- How to complete this task -
The lines from the first line of the entries through the line containing "use std::time::Duration;" are to be repeated exactly, with both of those lines included.

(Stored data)
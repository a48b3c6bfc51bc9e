//! Remote data operations: row CRUD on the `expenses` and `categories`
//! tables plus RPC-style calls for group management.
//!
//! The traits are the seam between the client and the hosted service; the
//! [`RestRemote`] implementation talks PostgREST-style HTTP, and tests
//! substitute an in-memory mock. Authorization is enforced server-side —
//! the client only attaches the session's bearer token.

use async_trait::async_trait;
use serde::{Deserialize, Serialize};
use serde_json::{Value, json};
use std::time::Duration;
use thiserror::Error;
use time::OffsetDateTime;
use time::format_description::well_known::Rfc3339;
use uuid::Uuid;

use crate::config::RemoteConfig;
use crate::constants::{ERR_ALREADY_MEMBER, ERR_GROUP_NOT_FOUND};
use crate::models::{AuthSession, Category, Expense, ExpensePatch, Group, GroupAnalytics};

const REQUEST_TIMEOUT_SECS: u64 = 10;

#[derive(Debug, Error)]
pub enum RemoteError {
    #[error("resource not found")]
    NotFound,
    #[error("conflict: {0}")]
    Conflict(String),
    #[error("request rejected: {0}")]
    Rejected(String),
    #[error("invalid payload: {0}")]
    Invalid(String),
    #[error("connection error: {0}")]
    Connection(String),
}

/// Row-level CRUD on the remote `expenses` table, used by the sync worker
/// and by the one-shot hydration after sign-in.
#[async_trait]
pub trait RemoteStore: Send + Sync {
    async fn insert_expense(
        &self,
        auth: &AuthSession,
        expense: &Expense,
    ) -> Result<(), RemoteError>;

    async fn update_expense(
        &self,
        auth: &AuthSession,
        id: &str,
        patch: &ExpensePatch,
    ) -> Result<(), RemoteError>;

    async fn delete_expense(&self, auth: &AuthSession, id: &str) -> Result<(), RemoteError>;

    async fn fetch_expenses(&self, auth: &AuthSession) -> Result<Vec<Expense>, RemoteError>;
}

/// RPC-style operations beyond plain row CRUD. Group creation is atomic
/// server-side: the join code is generated there and the creator becomes
/// admin in the same call.
#[async_trait]
pub trait RemoteRpc: Send + Sync {
    async fn create_group(&self, auth: &AuthSession, name: &str) -> Result<Group, RemoteError>;
    async fn join_group(&self, auth: &AuthSession, code: &str) -> Result<(), RemoteError>;
    async fn user_group(&self, auth: &AuthSession) -> Result<Option<Group>, RemoteError>;
    async fn group_analytics(
        &self,
        auth: &AuthSession,
    ) -> Result<Option<GroupAnalytics>, RemoteError>;
    async fn remove_member(
        &self,
        auth: &AuthSession,
        user_id: &str,
        group_id: &str,
    ) -> Result<(), RemoteError>;
    async fn update_group_currency(
        &self,
        auth: &AuthSession,
        group_id: &str,
        currency: &str,
    ) -> Result<(), RemoteError>;

    async fn create_category(
        &self,
        auth: &AuthSession,
        icon: &str,
        label: &str,
    ) -> Result<Category, RemoteError>;
    async fn delete_category(&self, auth: &AuthSession, id: &str) -> Result<(), RemoteError>;
    async fn list_categories(&self, auth: &AuthSession) -> Result<Vec<Category>, RemoteError>;

    async fn update_username(&self, auth: &AuthSession, username: &str)
    -> Result<(), RemoteError>;
    async fn update_user_currency(
        &self,
        auth: &AuthSession,
        currency: &str,
    ) -> Result<(), RemoteError>;
}

// ── Wire types ──

/// Row shape of the remote `expenses` table. Timestamps travel as RFC 3339
/// strings; the ledger keeps epoch milliseconds.
#[derive(Serialize, Deserialize, Debug, Clone)]
struct ExpenseRow {
    id: String,
    user_id: String,
    amount: f64,
    category: Option<String>,
    group_id: Option<String>,
    created_at: String,
}

fn rfc3339_from_ms(ms: i64) -> Result<String, RemoteError> {
    let dt = OffsetDateTime::from_unix_timestamp_nanos(ms as i128 * 1_000_000)
        .map_err(|e| RemoteError::Invalid(format!("timestamp out of range: {}", e)))?;
    dt.format(&Rfc3339)
        .map_err(|e| RemoteError::Invalid(format!("timestamp format failed: {}", e)))
}

fn ms_from_rfc3339(value: &str) -> Result<i64, RemoteError> {
    let dt = OffsetDateTime::parse(value, &Rfc3339)
        .map_err(|e| RemoteError::Invalid(format!("bad created_at '{}': {}", value, e)))?;
    Ok((dt.unix_timestamp_nanos() / 1_000_000) as i64)
}

impl ExpenseRow {
    fn from_expense(user_id: &str, expense: &Expense) -> Result<Self, RemoteError> {
        Ok(Self {
            id: expense.id.clone(),
            user_id: user_id.to_string(),
            amount: expense.amount,
            category: expense.category.clone(),
            group_id: expense.group_id.clone(),
            created_at: rfc3339_from_ms(expense.timestamp)?,
        })
    }

    fn into_expense(self) -> Result<Expense, RemoteError> {
        let timestamp = ms_from_rfc3339(&self.created_at)?;
        Ok(Expense {
            id: self.id,
            amount: self.amount,
            timestamp,
            category: self.category,
            group_id: self.group_id,
        })
    }
}

/// Structured error payload the service returns alongside non-2xx statuses
/// (and occasionally inside 2xx RPC results).
#[derive(Deserialize, Debug, Default)]
struct ErrorPayload {
    error: Option<String>,
    message: Option<String>,
}

impl ErrorPayload {
    fn text(&self) -> Option<&str> {
        self.error.as_deref().or(self.message.as_deref())
    }
}

// ── REST implementation ──

pub struct RestRemote {
    client: reqwest::Client,
    base_url: String,
    api_key: String,
}

impl RestRemote {
    pub fn new(config: &RemoteConfig) -> Result<Self, RemoteError> {
        let client = reqwest::Client::builder()
            .timeout(Duration::from_secs(REQUEST_TIMEOUT_SECS))
            .build()
            .map_err(|e| RemoteError::Connection(e.to_string()))?;
        Ok(Self {
            client,
            base_url: config.url.trim_end_matches('/').to_string(),
            api_key: config.api_key.clone(),
        })
    }

    fn request(
        &self,
        method: reqwest::Method,
        path: &str,
        auth: &AuthSession,
    ) -> reqwest::RequestBuilder {
        self.client
            .request(method, format!("{}{}", self.base_url, path))
            .header("apikey", &self.api_key)
            .bearer_auth(&auth.access_token)
    }

    async fn send(&self, builder: reqwest::RequestBuilder) -> Result<reqwest::Response, RemoteError> {
        let response = builder
            .send()
            .await
            .map_err(|e| RemoteError::Connection(e.to_string()))?;
        let status = response.status();
        if status.is_success() {
            return Ok(response);
        }

        let payload: ErrorPayload = response.json().await.unwrap_or_default();
        let detail = payload.text().unwrap_or(status.as_str()).to_string();
        Err(match status.as_u16() {
            404 => RemoteError::NotFound,
            409 => RemoteError::Conflict(detail),
            _ => RemoteError::Rejected(detail),
        })
    }

    /// RPC results can carry `{ "error": "..." }` inside a 2xx body; map
    /// the known messages onto the same taxonomy as HTTP statuses.
    fn rpc_error(value: &Value) -> Option<RemoteError> {
        let text = value.get("error")?.as_str()?;
        Some(match text {
            t if t == ERR_GROUP_NOT_FOUND => RemoteError::NotFound,
            t if t == ERR_ALREADY_MEMBER => RemoteError::Conflict(text.to_string()),
            _ => RemoteError::Rejected(text.to_string()),
        })
    }

    async fn rpc(
        &self,
        auth: &AuthSession,
        name: &str,
        params: Value,
    ) -> Result<Value, RemoteError> {
        let response = self
            .send(
                self.request(
                    reqwest::Method::POST,
                    &format!("/rest/v1/rpc/{}", name),
                    auth,
                )
                .json(&params),
            )
            .await?;

        let value: Value = response
            .json()
            .await
            .map_err(|e| RemoteError::Connection(e.to_string()))?;
        if let Some(err) = Self::rpc_error(&value) {
            return Err(err);
        }
        Ok(value)
    }
}

#[async_trait]
impl RemoteStore for RestRemote {
    async fn insert_expense(
        &self,
        auth: &AuthSession,
        expense: &Expense,
    ) -> Result<(), RemoteError> {
        let row = ExpenseRow::from_expense(&auth.user_id, expense)?;
        self.send(
            self.request(reqwest::Method::POST, "/rest/v1/expenses", auth)
                .json(&row),
        )
        .await?;
        Ok(())
    }

    async fn update_expense(
        &self,
        auth: &AuthSession,
        id: &str,
        patch: &ExpensePatch,
    ) -> Result<(), RemoteError> {
        self.send(
            self.request(
                reqwest::Method::PATCH,
                &format!("/rest/v1/expenses?id=eq.{}", id),
                auth,
            )
            .json(patch),
        )
        .await?;
        Ok(())
    }

    async fn delete_expense(&self, auth: &AuthSession, id: &str) -> Result<(), RemoteError> {
        self.send(self.request(
            reqwest::Method::DELETE,
            &format!("/rest/v1/expenses?id=eq.{}", id),
            auth,
        ))
        .await?;
        Ok(())
    }

    async fn fetch_expenses(&self, auth: &AuthSession) -> Result<Vec<Expense>, RemoteError> {
        let response = self
            .send(self.request(
                reqwest::Method::GET,
                &format!(
                    "/rest/v1/expenses?user_id=eq.{}&order=created_at.desc",
                    auth.user_id
                ),
                auth,
            ))
            .await?;

        let rows: Vec<ExpenseRow> = response
            .json()
            .await
            .map_err(|e| RemoteError::Connection(e.to_string()))?;
        rows.into_iter().map(ExpenseRow::into_expense).collect()
    }
}

#[async_trait]
impl RemoteRpc for RestRemote {
    async fn create_group(&self, auth: &AuthSession, name: &str) -> Result<Group, RemoteError> {
        let value = self
            .rpc(auth, "create_group", json!({ "group_name": name }))
            .await?;
        serde_json::from_value(value).map_err(|e| RemoteError::Invalid(e.to_string()))
    }

    async fn join_group(&self, auth: &AuthSession, code: &str) -> Result<(), RemoteError> {
        self.rpc(auth, "join_group", json!({ "join_code": code }))
            .await?;
        Ok(())
    }

    async fn user_group(&self, auth: &AuthSession) -> Result<Option<Group>, RemoteError> {
        let value = self.rpc(auth, "get_user_group", json!({})).await?;
        if value.is_null() {
            return Ok(None);
        }
        serde_json::from_value(value)
            .map(Some)
            .map_err(|e| RemoteError::Invalid(e.to_string()))
    }

    async fn group_analytics(
        &self,
        auth: &AuthSession,
    ) -> Result<Option<GroupAnalytics>, RemoteError> {
        let value = self.rpc(auth, "get_group_analytics", json!({})).await?;
        if value.is_null() {
            return Ok(None);
        }
        serde_json::from_value(value)
            .map(Some)
            .map_err(|e| RemoteError::Invalid(e.to_string()))
    }

    async fn remove_member(
        &self,
        auth: &AuthSession,
        user_id: &str,
        group_id: &str,
    ) -> Result<(), RemoteError> {
        self.rpc(
            auth,
            "remove_group_member",
            json!({ "target_user_id": user_id, "target_group_id": group_id }),
        )
        .await?;
        Ok(())
    }

    async fn update_group_currency(
        &self,
        auth: &AuthSession,
        group_id: &str,
        currency: &str,
    ) -> Result<(), RemoteError> {
        self.rpc(
            auth,
            "update_group_currency",
            json!({ "target_group_id": group_id, "currency": currency }),
        )
        .await?;
        Ok(())
    }

    async fn create_category(
        &self,
        auth: &AuthSession,
        icon: &str,
        label: &str,
    ) -> Result<Category, RemoteError> {
        let category = Category {
            id: Uuid::new_v4().to_string(),
            icon: icon.to_string(),
            label: label.to_string(),
        };
        self.send(
            self.request(reqwest::Method::POST, "/rest/v1/categories", auth)
                .json(&json!({
                    "id": category.id,
                    "user_id": auth.user_id,
                    "icon": category.icon,
                    "label": category.label,
                })),
        )
        .await?;
        Ok(category)
    }

    async fn delete_category(&self, auth: &AuthSession, id: &str) -> Result<(), RemoteError> {
        self.send(self.request(
            reqwest::Method::DELETE,
            &format!("/rest/v1/categories?id=eq.{}", id),
            auth,
        ))
        .await?;
        Ok(())
    }

    async fn list_categories(&self, auth: &AuthSession) -> Result<Vec<Category>, RemoteError> {
        let response = self
            .send(self.request(
                reqwest::Method::GET,
                &format!(
                    "/rest/v1/categories?user_id=eq.{}&order=created_at",
                    auth.user_id
                ),
                auth,
            ))
            .await?;
        response
            .json()
            .await
            .map_err(|e| RemoteError::Connection(e.to_string()))
    }

    async fn update_username(
        &self,
        auth: &AuthSession,
        username: &str,
    ) -> Result<(), RemoteError> {
        self.send(
            self.request(
                reqwest::Method::PATCH,
                &format!("/rest/v1/profiles?id=eq.{}", auth.user_id),
                auth,
            )
            .json(&json!({ "username": username })),
        )
        .await?;
        Ok(())
    }

    async fn update_user_currency(
        &self,
        auth: &AuthSession,
        currency: &str,
    ) -> Result<(), RemoteError> {
        self.send(
            self.request(
                reqwest::Method::PATCH,
                &format!("/rest/v1/profiles?id=eq.{}", auth.user_id),
                auth,
            )
            .json(&json!({ "preference_currency": currency })),
        )
        .await?;
        Ok(())
    }
}

#[cfg(test)]
mod tests {
    use super::*;

    #[test]
    fn expense_row_round_trips_timestamp() {
        let expense = Expense {
            id: "e1".to_string(),
            amount: 12.5,
            timestamp: 1_700_000_000_000,
            category: Some("food".to_string()),
            group_id: None,
        };
        let row = ExpenseRow::from_expense("u1", &expense).unwrap();
        assert_eq!(row.user_id, "u1");
        assert_eq!(row.created_at, "2023-11-14T22:13:20Z");

        let back = row.into_expense().unwrap();
        assert_eq!(back, expense);
    }

    #[test]
    fn rpc_error_maps_known_messages() {
        let not_found = json!({ "error": "Group not found" });
        assert!(matches!(
            RestRemote::rpc_error(&not_found),
            Some(RemoteError::NotFound)
        ));

        let member = json!({ "error": "Already a member" });
        assert!(matches!(
            RestRemote::rpc_error(&member),
            Some(RemoteError::Conflict(_))
        ));

        let ok = json!({ "group_info": {} });
        assert!(RestRemote::rpc_error(&ok).is_none());
    }
}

- Output of the exercise -
repository a48b3c6bfc51bc9e
//! Remote data operations: row CRUD on the `expenses` and `categories`
//! tables plus RPC-style calls for group management.
//!
//! The traits are the seam between the client and the hosted service; the
//! [`RestRemote`] implementation talks PostgREST-style HTTP, and tests
//! substitute an in-memory mock. Authorization is enforced server-side —
//! the client only attaches the session's bearer token.

use async_trait::async_trait;
use serde::{Deserialize, Serialize};
use serde_json::{Value, json};
use std::time::Duration;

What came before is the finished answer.